- Directed by: Gustaf Molander
- Written by: Paul Merzbach
- Produced by: Vilhelm Bryde
- Starring: Carl Brisson; Lissy Arna; Edvin Adolphson;
- Cinematography: Julius Jaenzon; Axel Lindblom ;
- Production companies: Svensk Filmindustri ; British International Pictures;
- Release date: 16 September 1929;
- Running time: 94 minutes
- Country: Sweden
- Languages: Silent; Swedish intertitles;

= The Triumph of the Heart =

1929 film

The Triumph of the Heart (Swedish: Hjärtats triumf) is a 1929 Swedish-British silent drama film directed by Gustaf Molander and starring Carl Brisson, Lissy Arna and Edvin Adolphson. It was shot at the Råsunda Studios in Stockholm.
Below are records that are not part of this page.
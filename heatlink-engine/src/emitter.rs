use async_trait::async_trait;
use heatlink_core::{CallType, CanonicalSourceId, NewsItem};
use thiserror::Error;

/// Error surfaced by a [`DownstreamEmitter`]. Never rolls back a cache
/// update (§6.4, §7) — the engine logs it and moves on.
#[derive(Debug, Error)]
#[error("downstream emit failed: {0}")]
pub struct EmitError(pub String);

/// `Emit(source_id, items, call_type)` (§6.4): the engine's only outbound
/// publish of committed items to whatever durable store consumes them.
///
/// Implementations are expected to dedupe by [`heatlink_core::ItemId`] and
/// persist; the engine waits for an ack only up to a short bounded window
/// (`EngineConfig::emit_ack_timeout_ms`, default 5s) and does not treat a
/// timeout or error as a reason to undo the cache commit that already
/// happened.
#[async_trait]
pub trait DownstreamEmitter: Send + Sync {
    async fn emit(&self, source_id: &CanonicalSourceId, items: &[NewsItem], call_type: CallType) -> Result<(), EmitError>;
}

/// A [`DownstreamEmitter`] that discards everything. Useful as a default
/// when a deployment has no downstream sink wired up yet, and in tests
/// that don't care about emission.
#[derive(Debug, Clone, Copy, Default)]
pub struct NullEmitter;

#[async_trait]
impl DownstreamEmitter for NullEmitter {
    async fn emit(&self, _source_id: &CanonicalSourceId, _items: &[NewsItem], _call_type: CallType) -> Result<(), EmitError> {
        Ok(())
    }
}

#[cfg(test)]
mod tests {
    use super::*;

    #[tokio::test]
    async fn null_emitter_always_succeeds() {
        let emitter = NullEmitter;
        let sid = CanonicalSourceId::canonicalize("demo");
        assert!(emitter.emit(&sid, &[], CallType::Internal).await.is_ok());
    }
}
The film's sets were designed by the art director Vilhelm Bryde. The film was made in partnership with British International Pictures and was given a British release in 1930 under the alternative title of False Gold.

== Plot ==
In a small mining town north of the Arctic Circle, an old gold treasure is rumored to be hidden somewhere in the mountains. Two men venture into the wilderness to look for it.

==Cast==
- Carl Brisson as Lars Holm
- Lissy Arna as Märta Tamm
- Edvin Adolphson as Torsten Bergström
- Harry Ahlin as Miner
- Bengt Djurberg as Miner
- Weyler Hildebrand as Miner
- Axel Hultman as Axel Tamm
- Lisskulla Jobs as Young Woman
- Anna Lindahl as Eva Bergström
- Tor Weijden as Miner
- Waldemar Wohlström as Heikka

==Bibliography==
- Tommy Gustafsson. Masculinity in the Golden Age of Swedish Cinema: A Cultural Analysis of 1920s Films. McFarland, 2014.